The weeks of summer started to pass us by and the wedding plans were starting to take shape.  By the end of summer we not only had our date set, photographer booked, the reception hall and caterer ready to go (see post), but we also had purchased a beautiful wedding gown, set up musicians for the ceremony and had begun the search for bridesmaids dresses and were starting to research flowers, music and DJs for the reception, and videographers.

Things were moving right along.  The Ex had had a few more outbursts since our Boston trip, but nothing too alarming and that I couldn’t chalk up to pre-wedding jitters and/or the idea that I was doing something wrong, not being what he needed me to be.  But we carried on, I was continuing to learn lessons, lessons that would later force me to take a hard look at myself and our relationship.

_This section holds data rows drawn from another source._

use crate::error::J2kError;
use crate::jpeg2000::bit_io::{J2kBitReader, J2kBitWriter};

const UNKNOWN: u32 = u32::MAX;

/// Tag Tree for JPEG 2000 packet header coding (ISO/IEC 15444-1, B.10.2).
///
/// Nodes live in one arena, level by level from the leaves up; every node's
/// parent index is computed once at construction. Each level has the
/// ceiling-halved dimensions of the level below it, so a `w × h` grid has
/// `ceil(log2(max(w, h))) + 1` levels.
#[derive(Debug, Clone)]
pub struct TagTree {
    nodes: Vec<TagTreeNode>,
    levels: Vec<TagTreeLevel>,
    // Walk cursor, leaf first.
    path: Vec<usize>,
}

#[derive(Debug, Clone, Copy)]
struct TagTreeLevel {
    offset: usize,
    width: usize,
    height: usize,
}

#[derive(Debug, Clone, Copy)]
struct TagTreeNode {
    value: u32,
    low: u32,
    known: bool,
    parent: Option<usize>,
}

impl Default for TagTreeNode {
    fn default() -> Self {
        Self {
            value: UNKNOWN,
            low: 0,
            known: false,
            parent: None,
        }
    }
}

impl TagTree {
    /// Create a new TagTree for a grid of `w` x `h` leaves.
    pub fn new(w: usize, h: usize) -> Self {
        let mut levels = Vec::new();
        let (mut width, mut height, mut offset) = (w, h, 0);
        loop {
            levels.push(TagTreeLevel {
                offset,
                width,
                height,
            });
            offset += width * height;
            if width <= 1 && height <= 1 {
                break;
            }
            width = width.div_ceil(2);
            height = height.div_ceil(2);
        }

        let mut nodes = vec![TagTreeNode::default(); offset];
        for pair in levels.windows(2) {
            let (child, parent) = (pair[0], pair[1]);
            for y in 0..child.height {
                for x in 0..child.width {
                    nodes[child.offset + y * child.width + x].parent =
                        Some(parent.offset + (y / 2) * parent.width + x / 2);
                }
            }
        }

        Self {
            nodes,
            levels,
            path: Vec::new(),
        }
    }

    pub fn width(&self) -> usize {
        self.levels[0].width
    }

    pub fn height(&self) -> usize {
        self.levels[0].height
    }

    pub fn depth(&self) -> usize {
        self.levels.len()
    }

    pub fn node_count(&self) -> usize {
        self.nodes.len()
    }

    /// Arena index of leaf `(x, y)`, or `None` outside the grid.
    pub fn node_index(&self, x: usize, y: usize) -> Option<usize> {
        let leaves = self.levels[0];
        (x < leaves.width && y < leaves.height).then(|| y * leaves.width + x)
    }

    /// Clears the walk cursor. Learned values and lower bounds persist, as
    /// later layers build on what earlier layers signalled.
    pub fn reset(&mut self) {
        self.path.clear();
    }

    /// Forgets everything, for reuse on a new tile.
    pub fn clear(&mut self) {
        self.path.clear();
        for node in &mut self.nodes {
            let parent = node.parent;
            *node = TagTreeNode {
                parent,
                ..TagTreeNode::default()
            };
        }
    }

    /// Value of a leaf, if it has been set or decoded.
    pub fn value(&self, x: usize, y: usize) -> Option<u32> {
        let index = self.node_index(x, y)?;
        let value = self.nodes[index].value;
        (value != UNKNOWN).then_some(value)
    }

    /// Sets a leaf and restores the parent-is-minimum-of-children invariant
    /// on its path to the root.
    pub fn set_value(&mut self, x: usize, y: usize, value: u32) {
        let Some(index) = self.node_index(x, y) else {
            debug_assert!(false, "tag tree leaf ({x}, {y}) out of range");
            return;
        };
        self.nodes[index].value = value;

        let (mut x, mut y) = (x, y);
        for pair in self.levels.windows(2) {
            let (child, parent) = (pair[0], pair[1]);
            let (px, py) = (x / 2, y / 2);
            let mut minimum = UNKNOWN;
            for cy in 2 * py..(2 * py + 2).min(child.height) {
                for cx in 2 * px..(2 * px + 2).min(child.width) {
                    minimum = minimum.min(self.nodes[child.offset + cy * child.width + cx].value);
                }
            }
            self.nodes[parent.offset + py * parent.width + px].value = minimum;
            (x, y) = (px, py);
        }
    }

    fn load_path(&mut self, leaf: usize) {
        self.path.clear();
        let mut index = leaf;
        self.path.push(index);
        while let Some(parent) = self.nodes[index].parent {
            self.path.push(parent);
            index = parent;
        }
    }

    /// Emits the bits telling a decoder whether the leaf value is at most
    /// `threshold`, skipping whatever earlier calls already signalled.
    pub fn encode(&mut self, writer: &mut J2kBitWriter, x: usize, y: usize, threshold: u32) {
        let Some(leaf) = self.node_index(x, y) else {
            return;
        };
        let limit = threshold.saturating_add(1);
        self.load_path(leaf);

        let mut low = 0;
        for &index in self.path.iter().rev() {
            let node = &mut self.nodes[index];
            if low > node.low {
                node.low = low;
            } else {
                low = node.low;
            }
            while low < limit {
                if low >= node.value {
                    if !node.known {
                        writer.write_bit(1);
                        node.known = true;
                    }
                    break;
                }
                writer.write_bit(0);
                low += 1;
            }
            node.low = low;
        }
        self.path.clear();
    }

    /// Emits the complete leaf value.
    pub fn encode_value(&mut self, writer: &mut J2kBitWriter, x: usize, y: usize) {
        if let Some(value) = self.value(x, y) {
            self.encode(writer, x, y, value);
        }
    }

    /// Decodes whether the leaf value is at most `threshold`. Bits are read
    /// only for nodes that are still unresolved below `threshold + 1`.
    pub fn decode(
        &mut self,
        reader: &mut J2kBitReader,
        x: usize,
        y: usize,
        threshold: u32,
    ) -> Result<bool, J2kError> {
        let leaf = self.node_index(x, y).ok_or(J2kError::InvalidGeometry)?;
        let limit = threshold.saturating_add(1);
        self.load_path(leaf);

        let mut low = 0;
        for i in (0..self.path.len()).rev() {
            let node = &mut self.nodes[self.path[i]];
            if low > node.low {
                node.low = low;
            } else {
                low = node.low;
            }
            while low < limit && low < node.value {
                if reader.read_bit()? == 1 {
                    node.value = low;
                    node.known = true;
                } else {
                    low += 1;
                }
            }
            node.low = low;
        }
        self.path.clear();
        Ok(self.nodes[leaf].value < limit)
    }

    /// Decodes the full leaf value (used for zero bit-plane counts).
    pub fn decode_value(
        &mut self,
        reader: &mut J2kBitReader,
        x: usize,
        y: usize,
    ) -> Result<u32, J2kError> {
        self.decode(reader, x, y, UNKNOWN - 1)?;
        self.value(x, y).ok_or(J2kError::InvalidGeometry)
    }
}
//! # Run Command Module / 运行命令模块
//!
//! The default command: resolve the configuration, check every fixture under
//! the memory checker and print one report line per fixture.
//!
//! 默认命令：解析配置，在内存检查器下检查每个测试输入，
//! 并为每个测试输入输出一行报告。

use anyhow::Result;
use colored::*;
use std::path::PathBuf;
use tokio::signal;
use tokio_util::sync::CancellationToken;

use crate::{
    core::{
        config::{self, ConfigOverrides},
        execution::run_all,
    },
    infra::t,
    reporting::{console, json::write_json_report},
};

/// Arguments of the default command, as collected from the command line.
#[derive(Debug, Clone, Default)]
pub struct RunArgs {
    /// Explicit configuration file. When absent, `Memcheck.toml` is used if
    /// it exists.
    pub config: Option<PathBuf>,
    pub overrides: ConfigOverrides,
    /// Where to write the JSON report, if anywhere.
    pub json: Option<PathBuf>,
    pub no_color: bool,
}

/// Executes the run command with the provided arguments.
///
/// Fixture failures only make this return an error when `fail_on_error` is
/// enabled; by default the runner exits successfully however many fixtures
/// failed.
pub async fn execute(args: RunArgs) -> Result<()> {
    console::configure_colors(args.no_color);

    let config = config::resolve_config(args.config.as_deref(), args.overrides)?;
    if let Some(language) = &config.language {
        rust_i18n::set_locale(language);
    }

    let stop_token = setup_signal_handler();
    let summary = run_all(&config, &stop_token).await?;

    if summary.interrupted {
        eprintln!("{}", t!("run.interrupted").yellow());
    }

    if let Some(report_path) = &args.json {
        if !summary.missing_fixtures_dir {
            match write_json_report(&summary, &config, report_path) {
                Ok(()) => eprintln!(
                    "{}",
                    t!("run.json_report_written", path = report_path.display()).green()
                ),
                Err(e) => eprintln!("{} {:#}", t!("run.json_report_failed").red(), e),
            }
        }
    }

    if config.fail_on_error && summary.has_failures() {
        anyhow::bail!(
            "{}",
            t!("run.fixtures_failed", count = summary.failed_count())
        );
    }
    Ok(())
}

/// Sets up a signal handler for graceful shutdown.
fn setup_signal_handler() -> CancellationToken {
    let token = CancellationToken::new();
    let token_clone = token.clone();

    tokio::spawn(async move {
        match signal::ctrl_c().await {
            Ok(()) => token_clone.cancel(),
            Err(e) => tracing::warn!(error = %e, "failed to listen for Ctrl-C"),
        }
    });

    token
}
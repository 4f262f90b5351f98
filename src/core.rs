//! # Core Module / 核心模块
//!
//! This module contains the core functionality of the runner: the configuration
//! record, fixture discovery, outcome models and the sequential run loop.
//!
//! 此模块包含运行器的核心功能：配置记录、测试输入发现、
//! 结果模型以及顺序执行的运行循环。

pub mod config;
pub mod discovery;
pub mod execution;
pub mod models;

// Re-exports
pub use config::RunnerConfig;
pub use execution::run_all;
pub use models::{FixtureOutcome, RunSummary};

Despite a few hiccups, we kept moving forward.  Being a little older and having actually lived outside of my parent’s house for quite some time, own a home, had some life experience, I took initiative in our relationship to do all the planning for merging our lives.  The Ex had never lived on his own, the only time he didn’t live at his parent’s home was during his college years, and even then he was home some weekends, holidays and summers.  Even as we were planning a wedding, he was going on 29, still living at home with Mom and Dad.  So, to be honest, he had no real world experience with maintaining a home and a lifestyle.  Ultimately he had never been completely responsible for himself.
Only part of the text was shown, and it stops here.